I ran into this earlier today. name=":0" is too generic and easily causes problems when bringing in content from another page (both in wikitext and through VE) because it is basically guaranteed to conflict if both pages had at least one VE-generated citation.
One small improvement we could make is use simple hash. Nothing strong or cryptographic, but something like string-hash.js (5 lines of code).
We can convert the digest number to a string with .toString(36) and produce a short unique string (taking care to check if it already exists, at which point one could add Math.random and hash again).

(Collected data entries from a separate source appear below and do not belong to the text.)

//! In-memory [`Dom`] for tests.

use std::collections::{HashMap, VecDeque};
use std::sync::Arc;

use async_trait::async_trait;
use parking_lot::Mutex;
use untick_cdp::CdpError;

use crate::dom::{Dom, ScrollMetrics};
use crate::error::DomError;
use crate::selector::Selector;

pub type NodeId = usize;

/// What a click on a node does.
#[derive(Debug, Clone, Copy, PartialEq)]
pub enum OnClick {
    /// Browser-like default: inputs toggle, labels toggle their input,
    /// `role="checkbox"` flips `aria-checked`, other elements do nothing.
    Default,
    /// A row handler: toggles the first checkbox below the node.
    ToggleFirstCheckbox,
    /// The page swallows the click and nothing changes.
    Ignore,
    /// The handler throws.
    Fail,
    /// The page re-renders and drops the given subtree; the clicked node
    /// itself does not change.
    Detach(NodeId),
    /// The browser goes away; every later element operation fails.
    Disconnect,
}

#[derive(Debug, Clone)]
pub struct FakeNode {
    tag: String,
    attrs: HashMap<String, String>,
    checked: bool,
    overflow_y: String,
    scroll_height: f64,
    client_height: f64,
    on_click: OnClick,
    parent: Option<NodeId>,
    children: Vec<NodeId>,
    attached: bool,
}

impl FakeNode {
    pub fn element(tag: &str) -> Self {
        Self {
            tag: tag.to_string(),
            attrs: HashMap::new(),
            checked: false,
            overflow_y: "visible".to_string(),
            scroll_height: 100.0,
            client_height: 100.0,
            on_click: OnClick::Default,
            parent: None,
            children: Vec::new(),
            attached: true,
        }
    }

    /// `<input type="checkbox">`.
    pub fn checkbox(checked: bool) -> Self {
        let mut node = Self::element("input").attr("type", "checkbox");
        node.checked = checked;
        node
    }

    /// `<div role="checkbox" aria-checked=...>`.
    pub fn aria_checkbox(checked: bool) -> Self {
        Self::element("div")
            .attr("role", "checkbox")
            .attr("aria-checked", if checked { "true" } else { "false" })
    }

    pub fn attr(mut self, name: &str, value: &str) -> Self {
        self.attrs.insert(name.to_string(), value.to_string());
        self
    }

    pub fn scrollable(mut self, overflow_y: &str, scroll_height: f64, client_height: f64) -> Self {
        self.overflow_y = overflow_y.to_string();
        self.scroll_height = scroll_height;
        self.client_height = client_height;
        self
    }

    pub fn on_click(mut self, on_click: OnClick) -> Self {
        self.on_click = on_click;
        self
    }

    fn attr_is(&self, name: &str, value: &str) -> bool {
        self.attrs.get(name).map(String::as_str) == Some(value)
    }

    fn is_native_checkbox(&self) -> bool {
        self.tag == "input" && self.attr_is("type", "checkbox")
    }

    fn matches(&self, selector: Selector) -> bool {
        match selector {
            Selector::CheckedNativeCheckbox => self.is_native_checkbox() && self.checked,
            Selector::NativeCheckbox => self.is_native_checkbox(),
            Selector::CheckedAriaCheckbox => {
                self.attr_is("role", "checkbox") && self.attr_is("aria-checked", "true")
            }
            Selector::AriaCheckbox => self.attr_is("role", "checkbox"),
            Selector::AriaChecked => self.attr_is("aria-checked", "true"),
            Selector::Label => self.tag == "label",
            Selector::Main => self.tag == "main",
            Selector::RoleMain => self.attr_is("role", "main"),
            Selector::Block => self.tag == "div" || self.tag == "section",
        }
    }
}

/// Something the fake observed, in order.
#[derive(Debug, Clone, PartialEq)]
pub enum FakeEvent {
    Click(NodeId),
    Scroll(NodeId, f64),
}

struct FakeState {
    nodes: Vec<FakeNode>,
    root: NodeId,
    body: NodeId,
    scrolling_element: Option<NodeId>,
    events: Vec<FakeEvent>,
    /// Rows mounted by successive scrolls: (parent, checked labelled rows).
    batches: VecDeque<(NodeId, usize)>,
    /// Rows from the last batch, unmounted on the next scroll.
    mounted: Vec<NodeId>,
    disconnected: bool,
}

impl FakeState {
    fn node(&self, id: NodeId) -> Result<&FakeNode, DomError> {
        if self.disconnected {
            return Err(DomError::Cdp(CdpError::SessionClosed));
        }
        match self.nodes.get(id) {
            Some(node) if node.attached => Ok(node),
            _ => Err(DomError::Detached(format!("fake node {}", id))),
        }
    }

    fn append(&mut self, parent: NodeId, mut node: FakeNode) -> NodeId {
        let id = self.nodes.len();
        node.parent = Some(parent);
        self.nodes.push(node);
        self.nodes[parent].children.push(id);
        id
    }

    fn document_order(&self) -> Vec<NodeId> {
        let mut order = Vec::new();
        let mut stack = vec![self.root];
        while let Some(id) = stack.pop() {
            order.push(id);
            stack.extend(self.nodes[id].children.iter().rev());
        }
        order
    }

    fn descendants(&self, id: NodeId) -> Vec<NodeId> {
        let mut out = Vec::new();
        let mut stack: Vec<NodeId> = self.nodes[id].children.iter().rev().copied().collect();
        while let Some(child) = stack.pop() {
            out.push(child);
            stack.extend(self.nodes[child].children.iter().rev());
        }
        out
    }

    fn toggle(&mut self, id: NodeId) {
        let node = &mut self.nodes[id];
        if node.is_native_checkbox() {
            node.checked = !node.checked;
        } else if node.attrs.contains_key("aria-checked") {
            let next = if node.attr_is("aria-checked", "true") { "false" } else { "true" };
            node.attrs.insert("aria-checked".to_string(), next.to_string());
        }
    }

    fn first_checkbox_below(&self, id: NodeId) -> Option<NodeId> {
        self.descendants(id)
            .into_iter()
            .find(|&d| self.nodes[d].is_native_checkbox())
    }

    fn detach(&mut self, id: NodeId) {
        if let Some(parent) = self.nodes[id].parent {
            self.nodes[parent].children.retain(|&c| c != id);
        }
        for d in self.descendants(id) {
            self.nodes[d].attached = false;
        }
        self.nodes[id].attached = false;
    }

    fn mount_next_batch(&mut self) {
        let Some((parent, count)) = self.batches.pop_front() else {
            return;
        };
        for row in std::mem::take(&mut self.mounted) {
            self.detach(row);
        }
        for _ in 0..count {
            let row = self.append(parent, FakeNode::element("div").attr("class", "row"));
            let label = self.append(row, FakeNode::element("label"));
            self.append(label, FakeNode::checkbox(true));
            self.mounted.push(row);
        }
    }
}

/// Shared handle to an in-memory `<html><body>` document.
#[derive(Clone)]
pub struct FakeDom {
    state: Arc<Mutex<FakeState>>,
}

impl FakeDom {
    /// `<html><body></body></html>` whose root is also the scrolling element.
    pub fn new() -> Self {
        let root = FakeNode::element("html").scrollable("visible", 800.0, 800.0);
        let mut state = FakeState {
            nodes: vec![root],
            root: 0,
            body: 0,
            scrolling_element: Some(0),
            events: Vec::new(),
            batches: VecDeque::new(),
            mounted: Vec::new(),
            disconnected: false,
        };
        state.body = state.append(0, FakeNode::element("body"));
        Self {
            state: Arc::new(Mutex::new(state)),
        }
    }

    pub fn root(&self) -> NodeId {
        self.state.lock().root
    }

    pub fn body(&self) -> NodeId {
        self.state.lock().body
    }

    pub fn append(&self, parent: NodeId, node: FakeNode) -> NodeId {
        self.state.lock().append(parent, node)
    }

    pub fn set_scrolling_element(&self, node: Option<NodeId>) {
        self.state.lock().scrolling_element = node;
    }

    /// Mount `count` checked rows under `parent` on the next scroll,
    /// unmounting the rows of the previous batch.
    pub fn push_batch(&self, parent: NodeId, count: usize) {
        self.state.lock().batches.push_back((parent, count));
    }

    /// Mount the next batch right away.
    pub fn mount_next_batch(&self) {
        self.state.lock().mount_next_batch();
    }

    pub fn is_checked(&self, id: NodeId) -> bool {
        let state = self.state.lock();
        let node = &state.nodes[id];
        node.checked || node.attr_is("aria-checked", "true")
    }

    pub fn events(&self) -> Vec<FakeEvent> {
        self.state.lock().events.clone()
    }

    pub fn clicks(&self) -> Vec<NodeId> {
        self.events()
            .into_iter()
            .filter_map(|e| match e {
                FakeEvent::Click(id) => Some(id),
                _ => None,
            })
            .collect()
    }

    pub fn scrolls(&self) -> Vec<(NodeId, f64)> {
        self.events()
            .into_iter()
            .filter_map(|e| match e {
                FakeEvent::Scroll(id, dy) => Some((id, dy)),
                _ => None,
            })
            .collect()
    }

    /// Clicks between consecutive scrolls, one entry per scroll plus the tail.
    pub fn clicks_per_scroll(&self) -> Vec<usize> {
        let mut out = vec![0];
        for event in self.events() {
            match event {
                FakeEvent::Click(_) => *out.last_mut().unwrap() += 1,
                FakeEvent::Scroll(..) => out.push(0),
            }
        }
        out
    }
}

#[async_trait]
impl Dom for FakeDom {
    type Node = NodeId;

    async fn query_all(&self, selector: Selector) -> Result<Vec<NodeId>, DomError> {
        let state = self.state.lock();
        Ok(state
            .document_order()
            .into_iter()
            .filter(|&id| state.nodes[id].matches(selector))
            .collect())
    }

    async fn query_first(&self, selector: Selector) -> Result<Option<NodeId>, DomError> {
        Ok(self.query_all(selector).await?.into_iter().next())
    }

    async fn matches(&self, node: &NodeId, selector: Selector) -> Result<bool, DomError> {
        Ok(self.state.lock().node(*node)?.matches(selector))
    }

    async fn closest(&self, node: &NodeId, selector: Selector) -> Result<Option<NodeId>, DomError> {
        let state = self.state.lock();
        let mut current = Some(*node);
        while let Some(id) = current {
            let n = state.node(id)?;
            if n.matches(selector) {
                return Ok(Some(id));
            }
            current = n.parent;
        }
        Ok(None)
    }

    async fn parent(&self, node: &NodeId) -> Result<Option<NodeId>, DomError> {
        Ok(self.state.lock().node(*node)?.parent)
    }

    async fn click(&self, node: &NodeId) -> Result<(), DomError> {
        let mut state = self.state.lock();
        let on_click = state.node(*node)?.on_click;
        state.events.push(FakeEvent::Click(*node));

        match on_click {
            OnClick::Fail => return Err(DomError::Script("click handler threw".to_string())),
            OnClick::Ignore => {}
            OnClick::Detach(target) => state.detach(target),
            OnClick::Disconnect => state.disconnected = true,
            OnClick::ToggleFirstCheckbox => {
                if let Some(input) = state.first_checkbox_below(*node) {
                    state.toggle(input);
                }
            }
            OnClick::Default => {
                let n = &state.nodes[*node];
                let (is_input, is_label, is_role) =
                    (n.is_native_checkbox(), n.tag == "label", n.attr_is("role", "checkbox"));
                if is_input {
                    state.toggle(*node);
                } else if is_label {
                    if let Some(input) = state.first_checkbox_below(*node) {
                        state.toggle(input);
                    }
                } else if is_role {
                    state.toggle(*node);
                    if let Some(input) = state.first_checkbox_below(*node) {
                        state.toggle(input);
                    }
                }
            }
        }
        Ok(())
    }

    async fn scroll_metrics(&self, node: &NodeId) -> Result<ScrollMetrics, DomError> {
        let state = self.state.lock();
        let n = state.node(*node)?;
        Ok(ScrollMetrics {
            overflow_y: n.overflow_y.clone(),
            scroll_height: n.scroll_height,
            client_height: n.client_height,
        })
    }

    async fn scrolling_element(&self) -> Result<Option<NodeId>, DomError> {
        Ok(self.state.lock().scrolling_element)
    }

    async fn document_element(&self) -> Result<NodeId, DomError> {
        Ok(self.state.lock().root)
    }

    async fn scroll_by(&self, node: &NodeId, _dx: f64, dy: f64) -> Result<(), DomError> {
        let mut state = self.state.lock();
        state.node(*node)?;
        state.events.push(FakeEvent::Scroll(*node, dy));
        state.mount_next_batch();
        Ok(())
    }

    async fn describe(&self, node: &NodeId) -> Result<String, DomError> {
        Ok(self.state.lock().node(*node)?.tag.clone())
    }
}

That takes care of the cross-article conflict problem and is better than starting the count at 0 and using :0 as id (which we currently do – also no idea why there is a colon in the name).

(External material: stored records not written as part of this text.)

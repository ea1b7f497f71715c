//! DOM operations for CDP page session.

use serde_json::json;

use crate::error::CdpError;
use crate::protocol::{DomNode, RemoteObject};

use super::core::PageSession;

impl PageSession {
    /// Get the document root node (shallow).
    ///
    /// Every call resets the front-end `nodeId` mapping, so node ids from an
    /// earlier call must not be reused afterwards.
    pub async fn get_document(&self) -> Result<DomNode, CdpError> {
        let result = self
            .call("DOM.getDocument", Some(json!({"depth": 0})))
            .await?;

        let root: DomNode = serde_json::from_value(result["root"].clone())?;
        Ok(root)
    }

    /// Query selector, returning a front-end node id.
    pub async fn query_selector(&self, selector: &str) -> Result<Option<i64>, CdpError> {
        let doc = self.get_document().await?;

        let result = self
            .call(
                "DOM.querySelector",
                Some(json!({
                    "nodeId": doc.node_id,
                    "selector": selector,
                })),
            )
            .await?;

        let node_id = result["nodeId"].as_i64().unwrap_or(0);
        if node_id == 0 {
            Ok(None)
        } else {
            Ok(Some(node_id))
        }
    }

    /// Query selector all, returning front-end node ids in document order.
    pub async fn query_selector_all(&self, selector: &str) -> Result<Vec<i64>, CdpError> {
        let doc = self.get_document().await?;

        let result = self
            .call(
                "DOM.querySelectorAll",
                Some(json!({
                    "nodeId": doc.node_id,
                    "selector": selector,
                })),
            )
            .await?;

        let node_ids: Vec<i64> = result["nodeIds"]
            .as_array()
            .map(|arr| arr.iter().filter_map(|v| v.as_i64()).collect())
            .unwrap_or_default();

        Ok(node_ids)
    }

    /// Describe a node by front-end node id.
    ///
    /// Fails with [`CdpError::ElementNotFound`] when the node was removed
    /// after the query that returned its id.
    pub async fn describe_node(&self, node_id: i64) -> Result<DomNode, CdpError> {
        let result = self
            .call("DOM.describeNode", Some(json!({"nodeId": node_id})))
            .await
            .map_err(|e| node_gone(e, || format!("node {}", node_id)))?;
        Ok(serde_json::from_value(result["node"].clone())?)
    }

    /// Describe a node by backend node id.
    pub async fn describe_backend_node(&self, backend_node_id: i64) -> Result<DomNode, CdpError> {
        let result = self
            .call(
                "DOM.describeNode",
                Some(json!({"backendNodeId": backend_node_id})),
            )
            .await
            .map_err(|e| node_gone(e, || format!("backend node {}", backend_node_id)))?;
        Ok(serde_json::from_value(result["node"].clone())?)
    }

    /// Describe the node behind a remote object handle.
    pub async fn describe_object(&self, object_id: &str) -> Result<DomNode, CdpError> {
        let result = self
            .call("DOM.describeNode", Some(json!({"objectId": object_id})))
            .await?;
        Ok(serde_json::from_value(result["node"].clone())?)
    }

    /// Resolve a backend node id to a runtime object.
    pub async fn resolve_backend_node(&self, backend_node_id: i64) -> Result<RemoteObject, CdpError> {
        let result = self
            .call(
                "DOM.resolveNode",
                Some(json!({"backendNodeId": backend_node_id})),
            )
            .await
            .map_err(|e| node_gone(e, || format!("backend node {}", backend_node_id)))?;

        let obj: RemoteObject = serde_json::from_value(result["object"].clone())?;
        Ok(obj)
    }
}

/// A protocol error on a node-addressed command means the node is gone.
pub(crate) fn node_gone(err: CdpError, node: impl FnOnce() -> String) -> CdpError {
    match err {
        CdpError::Protocol { message, .. } => {
            CdpError::ElementNotFound(format!("{}: {}", node(), message))
        }
        other => other,
    }
}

@Anomie, I believe that the colon was chosen because it's in the very small set of (things that can be used) and (characters present on the keyboards of most MediaWiki users). The first requirement explains why it's not all numbers (some non-numeric character is required), and the second explains why it's not a Latin alphabet character.
I agree. We don't (yet) need a system that creates meaningful names, but we need one that doesn't generate likely collisions.
If someone can point me to where the current code lives, I'll write up a patch and submit it.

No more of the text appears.